I wish I could pretend that the RMS Hull is as well-appointed as the Torytanic but that would be a lie. She is a rust bucket but fortunately she has space, lots and lots of space for all our extra passengers. And there is something else too. ‘Look at all that work, captain,’ says my chief steward, Mr Duncan Smith. ‘All that rust, all those surfaces that need painting.’ As Samantha says, he really is the most insufferably sanctimonious officer on board, so I know she would approve of my next action. ‘And I know just the chap to supervise it all,’ I tell him. ‘Pack your bags, Mr Duncan-Smith.’
At the last moment, I have another inspired thought and instruct two crewmen to fetch our ship’s surgeon Dr Lansley. He’s drunk again of course, clutching a bottle of medicinal rum and shouting something incoherent as they winch him aboard, but finally we are rid of him.
Saturday April 14, 23:40: Awoken by a loud banging and scraping noise that seems to echo through the whole ship. I call up to the bridge to enquire. ‘We appear to have hit an iceberg, Captain,’ First Lieutenant Clegg tells me. ‘But Mr Osborne says there is nothing to worry about because the Torytanic is unsinkable.’ Loath as I am to leave the warmth of my cabin, there is no way I could leave Mr Clegg in charge of anything, let alone a great ship like this one.

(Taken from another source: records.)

//! Date parsing and display helpers for form inputs and trip listings.
//!
//! Form inputs exchange plain `YYYY-MM-DD` / `YYYY-MM-DDTHH:MM` strings;
//! the trip API speaks RFC 3339. Dates coming back from the API are shown in
//! UTC.

#[cfg(test)]
#[path = "dates_test.rs"]
mod dates_test;

use time::format_description::BorrowedFormatItem;
use time::macros::format_description;
use time::{Date, OffsetDateTime, PrimitiveDateTime};

const DATE_INPUT: &[BorrowedFormatItem<'_>] = format_description!("[year]-[month]-[day]");
const DATETIME_LOCAL: &[BorrowedFormatItem<'_>] = format_description!("[year]-[month]-[day]T[hour]:[minute]");
const DATETIME_LOCAL_SECONDS: &[BorrowedFormatItem<'_>] =
    format_description!("[year]-[month]-[day]T[hour]:[minute]:[second]");
const SHORT_DAY: &[BorrowedFormatItem<'_>] = format_description!("[month repr:short] [day padding:none]");
const CLOCK: &[BorrowedFormatItem<'_>] = format_description!("[hour]:[minute]h");
const WEEKDAY: &[BorrowedFormatItem<'_>] = format_description!("[weekday]");

/// Parse the value of an `<input type="date">`.
pub fn parse_date_input(raw: &str) -> Option<Date> {
    Date::parse(raw.trim(), DATE_INPUT).ok()
}

/// Render a date as an `<input type="date">` value.
pub fn format_date_input(date: Date) -> String {
    date.format(DATE_INPUT).unwrap_or_default()
}

/// Parse the value of an `<input type="datetime-local">`, with or without seconds.
pub fn parse_datetime_local(raw: &str) -> Option<PrimitiveDateTime> {
    let raw = raw.trim();
    PrimitiveDateTime::parse(raw, DATETIME_LOCAL_SECONDS)
        .or_else(|_| PrimitiveDateTime::parse(raw, DATETIME_LOCAL))
        .ok()
}

/// `Jul 10`
pub fn short_label(date: Date) -> String {
    date.format(SHORT_DAY).unwrap_or_default()
}

/// Start of the given day, in UTC.
pub fn utc_midnight(date: Date) -> OffsetDateTime {
    date.midnight().assume_utc()
}

/// `08:00h`
pub fn clock_label(at: OffsetDateTime) -> String {
    at.format(CLOCK).unwrap_or_default()
}

/// Day-of-month and weekday name used as an activity group heading.
pub fn day_heading(at: OffsetDateTime) -> (String, String) {
    (at.day().to_string(), at.format(WEEKDAY).unwrap_or_default())
}
//! Root application component with routing and the SSR shell.

use leptos::prelude::*;
use leptos_meta::{MetaTags, Stylesheet, Title, provide_meta_context};
use leptos_router::{
    ParamSegment, StaticSegment,
    components::{Route, Router, Routes},
};

use crate::pages::{create_trip::CreateTripPage, trip_details::TripDetailsPage};
use crate::util::config::API_URL_META;

/// HTML shell rendered on the server for SSR + hydration.
///
/// `api_url` is published as a `<meta>` tag so the hydrated bundle can find
/// the remote trip API without being rebuilt per environment.
pub fn shell(options: LeptosOptions, api_url: String) -> impl IntoView {
    view! {
        <!DOCTYPE html>
        <html lang="en">
            <head>
                <meta charset="utf-8"/>
                <meta name="viewport" content="width=device-width, initial-scale=1"/>
                <meta name=API_URL_META content=api_url/>
                <AutoReload options=options.clone()/>
                <HydrationScripts options/>
                <MetaTags/>
            </head>
            <body>
                <App/>
            </body>
        </html>
    }
}

/// Root application component.
#[component]
pub fn App() -> impl IntoView {
    provide_meta_context();

    view! {
        <Stylesheet id="leptos" href="/pkg/planner.css"/>
        <Title text="plann.er"/>

        <Router>
            <Routes fallback=|| "Page not found.".into_view()>
                <Route path=StaticSegment("") view=CreateTripPage/>
                <Route path=(StaticSegment("trips"), ParamSegment("trip_id")) view=TripDetailsPage/>
            </Routes>
        </Router>
    }
}

/// Client route for a created trip.
pub fn trip_path(trip_id: &str) -> String {
    format!("/trips/{trip_id}")
}

#[cfg(test)]
#[path = "app_test.rs"]
mod app_test;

Sunday April 15, 00:10: The ship appears to be listing slightly to port. ‘Are you sure we are not sinking, Mr Osborne?’ I ask my chief engineer once again. ‘Absolutely, captain,’ he tells me. ‘Nobody said our more northerly course would be easy but we will safely complete the crossing.’

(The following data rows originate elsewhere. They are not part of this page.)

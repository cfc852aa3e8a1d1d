//! Wire DTOs for the remote trip API.
//!
//! DESIGN
//! ======
//! Field names follow the service's JSON (`snake_case` bodies, a camel-case
//! `tripId` in the create response). Timestamps are RFC 3339 on the wire.

#[cfg(test)]
#[path = "types_test.rs"]
mod types_test;

use serde::{Deserialize, Serialize};
use time::OffsetDateTime;

/// Body of `POST /trips`.
#[derive(Clone, Debug, PartialEq, Eq, Serialize)]
pub struct CreateTripRequest {
    pub destination: String,
    /// First day of the trip, UTC midnight.
    #[serde(with = "time::serde::rfc3339")]
    pub starts_at: OffsetDateTime,
    /// Last day of the trip, UTC midnight.
    #[serde(with = "time::serde::rfc3339")]
    pub ends_at: OffsetDateTime,
    pub emails_to_invite: Vec<String>,
    pub owner_name: String,
    pub owner_email: String,
}

/// Response of `POST /trips`.
#[derive(Clone, Debug, PartialEq, Eq, Deserialize)]
pub struct CreateTripResponse {
    #[serde(rename = "tripId")]
    pub trip_id: String,
}

/// Body of `POST /trips/{trip_id}/activities`.
#[derive(Clone, Debug, PartialEq, Eq, Serialize)]
pub struct CreateActivityRequest {
    pub title: String,
    /// Raw `datetime-local` value, e.g. `2024-07-10T14:30`.
    pub occurs_at: String,
}

/// A trip as returned by `GET /trips/{trip_id}`.
#[derive(Clone, Debug, PartialEq, Eq, Deserialize)]
pub struct Trip {
    pub id: String,
    pub destination: String,
    #[serde(with = "time::serde::rfc3339")]
    pub starts_at: OffsetDateTime,
    #[serde(with = "time::serde::rfc3339")]
    pub ends_at: OffsetDateTime,
    #[serde(default)]
    pub is_confirmed: bool,
}

#[derive(Debug, Deserialize)]
pub(crate) struct TripEnvelope {
    pub trip: Trip,
}

/// One registered activity.
#[derive(Clone, Debug, PartialEq, Eq, Deserialize)]
pub struct Activity {
    pub id: String,
    pub title: String,
    #[serde(with = "time::serde::rfc3339")]
    pub occurs_at: OffsetDateTime,
}

/// Activities of a single trip day, as grouped by the service.
#[derive(Clone, Debug, PartialEq, Eq, Deserialize)]
pub struct ActivityDay {
    #[serde(with = "time::serde::rfc3339")]
    pub date: OffsetDateTime,
    #[serde(default)]
    pub activities: Vec<Activity>,
}

#[derive(Debug, Deserialize)]
pub(crate) struct ActivitiesEnvelope {
    pub activities: Vec<ActivityDay>,
}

There is something about way the way he smiles as he says it that gives me pause for thought. Once everyone is safely out of the way I use the intercom system to call down to my cabin. ‘Samantha?’ I say. ‘I don’t want to alarm you and please try and stay calm but I’m sending a crewman down to take you to the nearest lifeboat.’

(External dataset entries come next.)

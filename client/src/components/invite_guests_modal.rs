//! Modal for building the guest invite list.

use leptos::prelude::*;

use super::button::Button;
use crate::state::trip_draft::{EmailChange, TripDraft};

/// Invitee list with remove buttons plus an add-email form.
///
/// The email field is cleared only when an address was actually added;
/// blank and duplicate submissions leave it as typed.
#[component]
pub fn InviteGuestsModal(draft: RwSignal<TripDraft>, on_close: Callback<()>) -> impl IntoView {
    let email = RwSignal::new(String::new());

    let on_add = move |ev: leptos::ev::SubmitEvent| {
        ev.prevent_default();
        let value = email.get_untracked();
        if draft.try_update(|d| d.add_email(&value)) == Some(EmailChange::Added) {
            email.set(String::new());
        }
    };

    let on_keydown = move |ev: leptos::ev::KeyboardEvent| {
        if ev.key() == "Escape" {
            ev.prevent_default();
            on_close.run(());
        }
    };

    view! {
        <div class="dialog-backdrop" on:click=move |_| on_close.run(())>
            <div
                class="dialog dialog--guests"
                tabindex="0"
                on:click=move |ev| ev.stop_propagation()
                on:keydown=on_keydown
            >
                <div class="dialog__header">
                    <h2>"Select guests"</h2>
                    <button class="dialog__close" type="button" title="Close" on:click=move |_| on_close.run(())>
                        "×"
                    </button>
                </div>
                <p class="dialog__hint">
                    "Guests will receive an email to confirm their participation in the trip."
                </p>

                <div class="guest-list">
                    {move || {
                        draft
                            .with(|d| d.emails_to_invite.clone())
                            .into_iter()
                            .map(|address| {
                                let to_remove = address.clone();
                                view! {
                                    <div class="guest-chip">
                                        <span class="guest-chip__email">{address}</span>
                                        <button
                                            class="guest-chip__remove"
                                            type="button"
                                            title="Remove guest"
                                            on:click=move |_| draft.update(|d| d.remove_email(&to_remove))
                                        >
                                            "×"
                                        </button>
                                    </div>
                                }
                            })
                            .collect::<Vec<_>>()
                    }}
                </div>

                <div class="dialog__divider"></div>

                <form class="dialog__inline-form" on:submit=on_add>
                    <input
                        class="dialog__input"
                        type="email"
                        name="email"
                        placeholder="Guest email"
                        prop:value=move || email.get()
                        on:input=move |ev| email.set(event_target_value(&ev))
                    />
                    <Button submit=true>"Invite"</Button>
                </form>
            </div>
        </div>
    }
}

01:17: The slight list has become a pronounced lean and the lower decks are already underwater. I call an officers meeting. ‘It’s hopeless, captain,’ says our chief navigator Mr Cable, ‘we are sinking fast, exactly as I warned you before we set sail.’ I never considered him officer material.
‘Has anyone got anything constructive to say?’ I ask but the rest of them simply sit there looking at the ground or the ceiling. Finally the spell is broken by a crash as the door is thrown open and an oil-stained Mr Osborne appears, wielding a large wrench. ‘I’ve fixed her, captain,’ he cries. ‘All we have to do is stick to our course and we will prevail, we will…’
At that there is another lurch to port and we all begin to slide across the floor. There is nothing else for it. ‘Abandon ship,’ I cry.
02:20: I can see the moonlight gleaming off the stern of my beloved Torytanic as she slowly sinks into the cold Atlantic. The passengers and crew are huddled into the lifeboats. I find myself sharing mine with Mr Shipps and Mr Dromey, and obliged to listen to their non-stop squabbling. ‘There,’ says and the bumptious former first mate from the RMS Labour. ‘That proves it. Two hours, forty minutes after we hit the iceberg. Your ship has sunk 17.4 per cent faster than ours.’ I look across to Mr Shipps. ‘Nonsense,’ he cries. ‘We are now rescuing 23.4 per cent more passengers than you did and displacing 11.67 per cent less water.’
Somehow, as we wait for the rescue ships that must surely come soon, I am losing the will to live. If there is a God, He is surely punishing me.